# Uniform



## Nightingale (Sep 20, 2003)

is there a Muay Thai Uniform?  if so what is it?  if not, what do you wear to train?


----------



## pknox (Sep 20, 2003)

Some people wear the same thing for competition and training, some do not.  While the competition uniform is fairly standard, what people wear to train in is pretty varied.  

For competition, Thai Boxing shorts (similar to boxing trunks, but with the leg openings a little wider to accomodate kicks) are worn.  Some people wrap their ankles, others do not.  A heavy duty cup and supporter is worn.  Boxing gloves would be worn as well.  Males compete shirtless, but females wear a jogging bra or t-shirt.
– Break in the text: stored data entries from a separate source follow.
use crate::app_config::AppConfig;
use crate::ConfigError;

/// Default browser-like User-Agent sent with listing requests. Torfs serves
/// the full listing markup to desktop browsers; generic bot agents get a
/// stripped page.
const DEFAULT_USER_AGENT: &str = "Mozilla/5.0 (Windows NT 10.0; Win64; x64) \
     AppleWebKit/537.36 (KHTML, like Gecko) Chrome/91.0.4472.124 Safari/537.36";

const DEFAULT_LISTING_URL: &str = "https://www.torfs.be/nl/schoenen";

/// Load application configuration from environment variables already in the
/// process. Callers that want `.env` support run `dotenvy::dotenv()` first.
///
/// # Errors
///
/// Returns `ConfigError` if a variable holds an unparseable value.
pub fn load_app_config_from_env() -> Result<AppConfig, ConfigError> {
    build_app_config(|key| std::env::var(key))
}

/// Build application configuration using the provided env-var lookup function.
///
/// This is the core parsing/validation logic, decoupled from the actual
/// environment so it can be tested with a pure `HashMap` lookup.
///
/// Recognized variables (all optional):
/// - `PORT`: listening port, default `3000`.
/// - `TORFS_BIND_ADDR`: full socket address; overrides `PORT` when set.
/// - `TORFS_LOG_LEVEL`: default `info`.
/// - `TORFS_PUBLIC_DIR`: static front-end directory, default `./public`.
/// - `TORFS_LISTING_URL`: listing page to scrape.
/// - `TORFS_REQUEST_TIMEOUT_SECS`: outbound fetch timeout, default `15`.
/// - `TORFS_USER_AGENT`: outbound User-Agent header.
/// - `TORFS_MAX_PRODUCTS`: global result cap, default `50`.
fn build_app_config<F>(lookup: F) -> Result<AppConfig, ConfigError>
where
    F: Fn(&str) -> Result<String, std::env::VarError>,
{
    use std::net::SocketAddr;
    use std::path::PathBuf;

    let or_default = |var: &str, default: &str| -> String {
        lookup(var).unwrap_or_else(|_| default.to_string())
    };

    let parse_u16 = |var: &str, default: &str| -> Result<u16, ConfigError> {
        let raw = or_default(var, default);
        raw.parse::<u16>().map_err(|e| ConfigError::InvalidEnvVar {
            var: var.to_string(),
            reason: e.to_string(),
        })
    };

    let parse_u64 = |var: &str, default: &str| -> Result<u64, ConfigError> {
        let raw = or_default(var, default);
        raw.parse::<u64>().map_err(|e| ConfigError::InvalidEnvVar {
            var: var.to_string(),
            reason: e.to_string(),
        })
    };

    let parse_usize = |var: &str, default: &str| -> Result<usize, ConfigError> {
        let raw = or_default(var, default);
        raw.parse::<usize>()
            .map_err(|e| ConfigError::InvalidEnvVar {
                var: var.to_string(),
                reason: e.to_string(),
            })
    };

    let port = parse_u16("PORT", "3000")?;
    let bind_addr = match lookup("TORFS_BIND_ADDR") {
        Ok(raw) => raw
            .parse::<SocketAddr>()
            .map_err(|e| ConfigError::InvalidEnvVar {
                var: "TORFS_BIND_ADDR".to_string(),
                reason: e.to_string(),
            })?,
        Err(_) => SocketAddr::from(([0, 0, 0, 0], port)),
    };

    let log_level = or_default("TORFS_LOG_LEVEL", "info");
    let public_dir = PathBuf::from(or_default("TORFS_PUBLIC_DIR", "./public"));
    let listing_url = or_default("TORFS_LISTING_URL", DEFAULT_LISTING_URL);
    let request_timeout_secs = parse_u64("TORFS_REQUEST_TIMEOUT_SECS", "15")?;
    let user_agent = or_default("TORFS_USER_AGENT", DEFAULT_USER_AGENT);
    let max_products = parse_usize("TORFS_MAX_PRODUCTS", "50")?;

    Ok(AppConfig {
        bind_addr,
        log_level,
        public_dir,
        listing_url,
        request_timeout_secs,
        user_agent,
        max_products,
    })
}

#[cfg(test)]
mod tests {
    use std::collections::HashMap;
    use std::env::VarError;

    use super::*;

    fn lookup_from_map<'a>(
        map: &'a HashMap<&'a str, &'a str>,
    ) -> impl Fn(&str) -> Result<String, VarError> + 'a {
        move |key| {
            map.get(key)
                .map(|v| (*v).to_string())
                .ok_or(VarError::NotPresent)
        }
    }

    #[test]
    fn build_app_config_succeeds_with_empty_env() {
        let map: HashMap<&str, &str> = HashMap::new();
        let cfg = build_app_config(lookup_from_map(&map)).expect("defaults should parse");
        assert_eq!(cfg.bind_addr.to_string(), "0.0.0.0:3000");
        assert_eq!(cfg.log_level, "info");
        assert_eq!(cfg.listing_url, "https://www.torfs.be/nl/schoenen");
        assert_eq!(cfg.request_timeout_secs, 15);
        assert_eq!(cfg.max_products, 50);
        assert!(cfg.user_agent.starts_with("Mozilla/5.0"));
    }

    #[test]
    fn build_app_config_port_overrides_default() {
        let mut map: HashMap<&str, &str> = HashMap::new();
        map.insert("PORT", "8080");
        let cfg = build_app_config(lookup_from_map(&map)).unwrap();
        assert_eq!(cfg.bind_addr.to_string(), "0.0.0.0:8080");
    }

    #[test]
    fn build_app_config_bind_addr_wins_over_port() {
        let mut map: HashMap<&str, &str> = HashMap::new();
        map.insert("PORT", "8080");
        map.insert("TORFS_BIND_ADDR", "127.0.0.1:9999");
        let cfg = build_app_config(lookup_from_map(&map)).unwrap();
        assert_eq!(cfg.bind_addr.to_string(), "127.0.0.1:9999");
    }

    #[test]
    fn build_app_config_rejects_invalid_port() {
        let mut map: HashMap<&str, &str> = HashMap::new();
        map.insert("PORT", "not-a-port");
        let result = build_app_config(lookup_from_map(&map));
        assert!(
            matches!(result, Err(ConfigError::InvalidEnvVar { ref var, .. }) if var == "PORT"),
            "expected InvalidEnvVar(PORT), got: {result:?}"
        );
    }

    #[test]
    fn build_app_config_rejects_invalid_bind_addr() {
        let mut map: HashMap<&str, &str> = HashMap::new();
        map.insert("TORFS_BIND_ADDR", "not-a-socket-addr");
        let result = build_app_config(lookup_from_map(&map));
        assert!(
            matches!(result, Err(ConfigError::InvalidEnvVar { ref var, .. }) if var == "TORFS_BIND_ADDR"),
            "expected InvalidEnvVar(TORFS_BIND_ADDR), got: {result:?}"
        );
    }

    #[test]
    fn build_app_config_rejects_invalid_timeout() {
        let mut map: HashMap<&str, &str> = HashMap::new();
        map.insert("TORFS_REQUEST_TIMEOUT_SECS", "soon");
        let result = build_app_config(lookup_from_map(&map));
        assert!(
            matches!(result, Err(ConfigError::InvalidEnvVar { ref var, .. }) if var == "TORFS_REQUEST_TIMEOUT_SECS"),
            "expected InvalidEnvVar(TORFS_REQUEST_TIMEOUT_SECS), got: {result:?}"
        );
    }

    #[test]
    fn build_app_config_listing_url_override() {
        let mut map: HashMap<&str, &str> = HashMap::new();
        map.insert("TORFS_LISTING_URL", "http://localhost:8081/fixture");
        let cfg = build_app_config(lookup_from_map(&map)).unwrap();
        assert_eq!(cfg.listing_url, "http://localhost:8081/fixture");
    }

    #[test]
    fn build_app_config_max_products_override() {
        let mut map: HashMap<&str, &str> = HashMap::new();
        map.insert("TORFS_MAX_PRODUCTS", "10");
        let cfg = build_app_config(lookup_from_map(&map)).unwrap();
        assert_eq!(cfg.max_products, 10);
    }
}
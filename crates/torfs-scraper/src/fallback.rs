//! Sample catalogue served when the live listing cannot be reached.

use chrono::{DateTime, Utc};
use torfs_core::products::ProductRecord;

/// Builds the five-item sample catalogue.
///
/// Served when the listing site refuses the connection or blocks the request,
/// so the API stays demonstrable without live access. Each record carries the
/// provided timestamp and a `-sample` marker in its product URL.
#[must_use]
pub fn sample_products(scraped_at: DateTime<Utc>) -> Vec<ProductRecord> {
    let samples = [
        (
            "Adidas Hoops 3.0 Mid Sneakers",
            "€89,99",
            "https://images.unsplash.com/photo-1549298916-b41d501d3772?w=300&h=300&fit=crop",
            "https://www.torfs.be/nl/product/adidas-hoops-sample",
        ),
        (
            "Nike Air Force 1 '07 White",
            "€129,95",
            "https://images.unsplash.com/photo-1595950653106-6c9ebd614d3a?w=300&h=300&fit=crop",
            "https://www.torfs.be/nl/product/nike-air-force-sample",
        ),
        (
            "Converse Chuck Taylor All Star",
            "€59,99",
            "https://images.unsplash.com/photo-1514989940723-e8e51635b782?w=300&h=300&fit=crop",
            "https://www.torfs.be/nl/product/converse-chuck-sample",
        ),
        (
            "Vans Old Skool Black/White",
            "€79,95",
            "https://images.unsplash.com/photo-1525966222134-fcfa99b8ae77?w=300&h=300&fit=crop",
            "https://www.torfs.be/nl/product/vans-oldskool-sample",
        ),
        (
            "Puma RS-X³ Puzzle Sneakers",
            "€149,99",
            "https://images.unsplash.com/photo-1542291026-7eec264c27ff?w=300&h=300&fit=crop",
            "https://www.torfs.be/nl/product/puma-rsx-sample",
        ),
    ];

    samples
        .into_iter()
        .enumerate()
        .map(|(index, (name, price, image, url))| ProductRecord {
            id: u32::try_from(index + 1).unwrap_or(u32::MAX),
            name: name.to_owned(),
            price: price.to_owned(),
            image: Some(image.to_owned()),
            url: Some(url.to_owned()),
            scraped_at,
        })
        .collect()
}
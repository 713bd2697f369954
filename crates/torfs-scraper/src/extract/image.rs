//! Image URL extraction and resolution.

use std::sync::LazyLock;

use scraper::{ElementRef, Selector};

use crate::SITE_ORIGIN;

/// Image-bearing selectors, direct `src` first, lazy-load variants next,
/// nested containers last.
const IMAGE_SELECTORS: [&str; 9] = [
    "img[src]",
    "img[data-src]",
    "img[data-lazy]",
    "img[data-original]",
    "img[data-lazyload]",
    "[data-background-image]",
    ".image img",
    ".product-image img",
    ".thumbnail img",
];

/// Attributes tried on each matched element, in order.
const IMAGE_ATTRIBUTES: [&str; 5] = ["src", "data-src", "data-lazy", "data-original", "data-lazyload"];

static IMG_SELECTORS: LazyLock<Vec<Selector>> = LazyLock::new(|| {
    IMAGE_SELECTORS
        .iter()
        .map(|s| Selector::parse(s).expect("valid image selector"))
        .collect()
});

static BACKGROUND_IMAGE: LazyLock<Selector> =
    LazyLock::new(|| Selector::parse("[data-background-image]").expect("valid image selector"));

/// Extracts an absolute image URL from `scope`'s descendants, or `None`.
///
/// Values containing a placeholder/loading marker are rejected so lazy-load
/// stand-ins never leak into results. Relative forms are resolved against
/// [`SITE_ORIGIN`]; bare relative paths (no leading slash) are skipped as
/// they are never real product shots on this site.
pub(crate) fn extract_image_url(scope: ElementRef<'_>) -> Option<String> {
    for selector in IMG_SELECTORS.iter() {
        if let Some(element) = scope.select(selector).next() {
            for attr in IMAGE_ATTRIBUTES {
                if let Some(value) = element.value().attr(attr) {
                    let value = value.trim();
                    if value.is_empty()
                        || value.contains("placeholder")
                        || value.contains("loading")
                    {
                        continue;
                    }
                    if let Some(resolved) = resolve_image_url(value) {
                        return Some(resolved);
                    }
                }
            }
        }
    }

    // Background-image data attribute as last resort.
    scope
        .select(&BACKGROUND_IMAGE)
        .next()
        .and_then(|el| el.value().attr("data-background-image"))
        .map(|value| {
            if value.starts_with("http") {
                value.to_owned()
            } else {
                format!("{SITE_ORIGIN}{value}")
            }
        })
}

/// Resolves the relative URL forms seen in listing markup. Returns `None`
/// for bare relative paths.
fn resolve_image_url(value: &str) -> Option<String> {
    if let Some(rest) = value.strip_prefix("//") {
        return Some(format!("https://{rest}"));
    }
    if value.starts_with('/') {
        return Some(format!("{SITE_ORIGIN}{value}"));
    }
    if value.starts_with("http") {
        return Some(value.to_owned());
    }
    None
}
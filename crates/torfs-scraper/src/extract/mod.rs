//! Candidate extraction from listing HTML.
//!
//! Listing markup shifts between deployments, so extraction runs a cascade
//! of strategies ordered most-reliable first. The first strategy that yields
//! any candidate wins and the rest never run. When all of them come up empty
//! a broad body-text scan runs as an unconditional last resort.

mod image;
mod navigation;
mod price;
mod strategies;

use scraper::Html;

use crate::types::RawCandidate;

/// The extraction pass that produced a result. Order here is cascade order.
#[derive(Debug, Clone, Copy, PartialEq, Eq)]
pub enum Strategy {
    /// Schema.org price markers anchoring the nearest block container.
    PriceAnchors,
    /// Product-card-like containers (itemscope, `.product-*` classes).
    ProductContainers,
    /// `/product/` links plus their parent and grandparent elements.
    ProductLinks,
    /// Block-level elements with bounded, price-bearing text.
    ContentBlocks,
    /// Broad scan of every element for short price-bearing text.
    KeywordScan,
}

impl Strategy {
    const CASCADE: [Strategy; 5] = [
        Strategy::PriceAnchors,
        Strategy::ProductContainers,
        Strategy::ProductLinks,
        Strategy::ContentBlocks,
        Strategy::KeywordScan,
    ];

    fn run(self, document: &Html) -> Vec<RawCandidate> {
        match self {
            Strategy::PriceAnchors => strategies::scan_price_anchors(document),
            Strategy::ProductContainers => strategies::scan_product_containers(document),
            Strategy::ProductLinks => strategies::scan_product_links(document),
            Strategy::ContentBlocks => strategies::scan_content_blocks(document),
            Strategy::KeywordScan => strategies::scan_keyword_prices(document),
        }
    }
}

/// Outcome of a cascade run over one document.
#[derive(Debug)]
pub struct Extraction {
    pub candidates: Vec<RawCandidate>,
    /// The strategy that matched, or `None` when only the body-text fallback
    /// ran (its candidates, if any, are still in `candidates`).
    pub strategy: Option<Strategy>,
}

/// Runs the strategy cascade over a parsed listing document.
///
/// Strategies run in [`Strategy::CASCADE`] order; the first non-empty result
/// short-circuits the rest. An empty cascade falls through to the body-text
/// scan.
pub fn extract_candidates(document: &Html) -> Extraction {
    for strategy in Strategy::CASCADE {
        let candidates = strategy.run(document);
        if !candidates.is_empty() {
            tracing::debug!(?strategy, count = candidates.len(), "extraction strategy matched");
            return Extraction {
                candidates,
                strategy: Some(strategy),
            };
        }
        tracing::debug!(?strategy, "extraction strategy found nothing");
    }

    let candidates = strategies::scan_body_text(document);
    tracing::debug!(count = candidates.len(), "body-text fallback scan");
    Extraction {
        candidates,
        strategy: None,
    }
}

#[cfg(test)]
mod tests {
    use super::*;

    #[test]
    fn schema_markup_is_handled_by_price_anchors() {
        let html = r#"
            <div class="product-tile">
                <h3>Test Shoe</h3>
                <a href="/product/test"><img src="/images/test-shoe.jpg"></a>
                <span class="value" itemprop="price" content="49.99">€49.99</span>
            </div>
        "#;
        let extraction = extract_candidates(&Html::parse_document(html));

        assert_eq!(extraction.strategy, Some(Strategy::PriceAnchors));
        assert_eq!(extraction.candidates.len(), 1);
        let candidate = &extraction.candidates[0];
        assert_eq!(candidate.name, "Test Shoe");
        assert_eq!(candidate.price.as_deref(), Some("€ 49,99"));
        assert_eq!(candidate.product_url.as_deref(), Some("/product/test"));
        assert_eq!(
            candidate.image.as_deref(),
            Some("https://www.torfs.be/images/test-shoe.jpg")
        );
    }

    #[test]
    fn first_matching_strategy_short_circuits_the_rest() {
        // Markup matches both the price-anchor scan and the product-container
        // scan; the earlier strategy must win.
        let html = r#"
            <div class="product-card">
                <h3 class="product-name">Adidas Stan Smith</h3>
                <a href="/product/stan-smith">bekijk</a>
                <span itemprop="price" content="89.99"></span>
            </div>
        "#;
        let extraction = extract_candidates(&Html::parse_document(html));
        assert_eq!(extraction.strategy, Some(Strategy::PriceAnchors));
    }

    #[test]
    fn class_based_cards_fall_through_to_product_containers() {
        let html = r#"
            <div class="product-card">
                <h4 class="product-name">Nike Air Max 90</h4>
                <span class="price">€ 129,99</span>
                <a href="/nl/product/nike-air-max-90.html"><img src="/images/airmax.jpg"></a>
            </div>
        "#;
        let extraction = extract_candidates(&Html::parse_document(html));

        assert_eq!(extraction.strategy, Some(Strategy::ProductContainers));
        let candidate = &extraction.candidates[0];
        assert_eq!(candidate.name, "Nike Air Max 90");
        assert_eq!(candidate.price.as_deref(), Some("€ 129,99"));
        assert_eq!(
            candidate.product_url.as_deref(),
            Some("/nl/product/nike-air-max-90.html")
        );
    }

    #[test]
    fn bare_product_links_fall_through_to_product_links() {
        let html = r#"
            <div>
                Vanaf € 89,99
                <a href="/product/pegasus">Nike Air Zoom Pegasus</a>
            </div>
        "#;
        let extraction = extract_candidates(&Html::parse_document(html));

        assert_eq!(extraction.strategy, Some(Strategy::ProductLinks));
        let candidate = &extraction.candidates[0];
        assert_eq!(candidate.name, "Nike Air Zoom Pegasus");
        assert_eq!(candidate.price.as_deref(), Some("€ 89,99"));
        assert_eq!(candidate.product_url.as_deref(), Some("/product/pegasus"));
    }

    #[test]
    fn headed_text_blocks_fall_through_to_content_blocks() {
        let html = r#"
            <div class="blok">
                <h4>Rieker sandaal blauw</h4>
                <span>€ 49,95</span>
            </div>
        "#;
        let extraction = extract_candidates(&Html::parse_document(html));

        assert_eq!(extraction.strategy, Some(Strategy::ContentBlocks));
        let candidate = &extraction.candidates[0];
        assert_eq!(candidate.name, "Rieker sandaal blauw");
        assert_eq!(candidate.price.as_deref(), Some("€ 49,95"));
    }

    #[test]
    fn unstructured_price_text_falls_through_to_keyword_scan() {
        let html = "<p>Dames sneaker € 59,99</p>";
        let extraction = extract_candidates(&Html::parse_document(html));

        assert_eq!(extraction.strategy, Some(Strategy::KeywordScan));
        assert_eq!(extraction.candidates.len(), 1);
        let candidate = &extraction.candidates[0];
        assert_eq!(candidate.name, "Dames sneaker € 59,99");
        assert_eq!(candidate.price.as_deref(), Some("€ 59,99"));
        assert!(candidate.image.is_none());
        assert!(candidate.product_url.is_none());
    }

    #[test]
    fn priceless_keyword_text_reaches_the_body_scan() {
        let html = "<body><p>sneaker collectie hier</p></body>";
        let extraction = extract_candidates(&Html::parse_document(html));

        assert_eq!(extraction.strategy, None);
        assert_eq!(extraction.candidates.len(), 1);
        assert_eq!(extraction.candidates[0].name, "sneaker collectie hier");
        assert!(extraction.candidates[0].price.is_none());
    }

    #[test]
    fn empty_document_yields_no_candidates() {
        let extraction = extract_candidates(&Html::parse_document("<body></body>"));
        assert_eq!(extraction.strategy, None);
        assert!(extraction.candidates.is_empty());
    }

    #[test]
    fn navigation_chrome_is_filtered_out() {
        let html = r#"
            <ul class="nav">
                <li class="item"><a href="/nl/sale">Sale</a></li>
                <li class="item"><a href="/nl/collections/dames">Dames collectie</a></li>
            </ul>
        "#;
        let extraction = extract_candidates(&Html::parse_document(html));
        assert!(
            extraction.candidates.iter().all(|c| c.name != "Sale"),
            "navigation entries must not survive extraction"
        );
    }
}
It is possible to train in t-shirts and shorts or sweats, and when training, people often wear shin guards and headgear, as well as other types of protection.  Thai protective gear tends to be more sturdy than the foam-dipped karate type.


----------



## Damian Mavis (Sep 26, 2003)

The uniform is Thai shorts, tshirt optional except for ladies.  That is the international training clothing recognised world wide, if someones training in regular shorts or jogging pants they aren't in uniform as far as I'm concerned.  Muay Thai generally isn't as strict about proper training attire as traditional martial arts but since I come from a traditional background I get pissed every time I see someone officially training at a camp or academy out of Thai shorts, I find it disrespectful and feel that person has a lack of discipline.  The only peope in Thailand I saw not wearing Thai shorts in camp were complete begginers.

Damian Mavis
Honour TKD


----------



## arnisador (Oct 3, 2003)

Is there anything special about how Thai shorts are made/tailored, or are they just shorts?


----------



## pknox (Oct 3, 2003)

> _Originally posted by arnisador _
> *Is there anything special about how Thai shorts are made/tailored, or are they just shorts? *



For one thing, I know the leg openings are flared a little bit wider than traditional boxing trunks, so as to accomodate all the kicking.


----------



## arnisador (Oct 3, 2003)

Ah, that makes sense.


----------



## Damian Mavis (Oct 3, 2003)

They are made of nylon and except for begginers usually have Thai printing and/or a design across the front and sometimes back.  They have a fairly tight waist band that is 3 to 4 inches wide.

Damian Mavis
Honour TKD


----------



## albert (Nov 21, 2003)

i need to get a pair of these. i was thinking Fairtex? any recommendations?


----------



## Damian Mavis (Nov 21, 2003)

Albert, I'm moving to Thailand next week and if you want  pair from the Fairtex there email me and I can send you a pair,  there's plenty of choices that I can show you.

Damian Mavis
Honour TKD


----------



## arnisador (Nov 21, 2003)

> _Originally posted by Damian Mavis _
> *I'm moving to Thailand next week  *



!!! I knew you were going, but not this soon! GOOD LUCK!


----------



## Damian Mavis (Nov 22, 2003)

Thanks Arnisador, I'll be letting everybody know how thigs are going once I'm settled there.  Still don't know if I'm going to start training for fighting right away or try out for some action movies or start teaching TKD..... I'll work it all out once I'm down there.

Damian Mavis
Honour TKD


----------



## albert (Nov 22, 2003)

Action movies? Are you familiar with Ong Bak?


----------



## Damian Mavis (Nov 23, 2003)

You bet I am, I saw it in the theatre while I was in Thailand, own the DVD, and 3 of my buddies play villains in it!

Damian Mavis
Honour TKD


----------



## albert (Nov 23, 2003)

I don't think it's scheduled for U.S. release yet.  I hope it makes its way over here.  Is the movie more acrobatic or more into fighting? The pictures I've seen all involve a lot of the main character diving, jumping, flipping, etc. I want to see more punching, kicking, elbowing, etc.


----------



## Damian Mavis (Nov 23, 2003)

Oh man... there is so much kicking, elbowing and kneeing you'll freak out! heh.  No really it's got tons of solid muay thai action but they make it look really kool and dynamic (by throwing in like a flying knee to the face).  It is one of my all time favorite action movies.  The main actor makes muay thai look awesome and he can also do intricate moves from other arts that are very difficult to do.  It's a great movie, I'll send you that too if you want!

Damian Mavis
Honour TKD


----------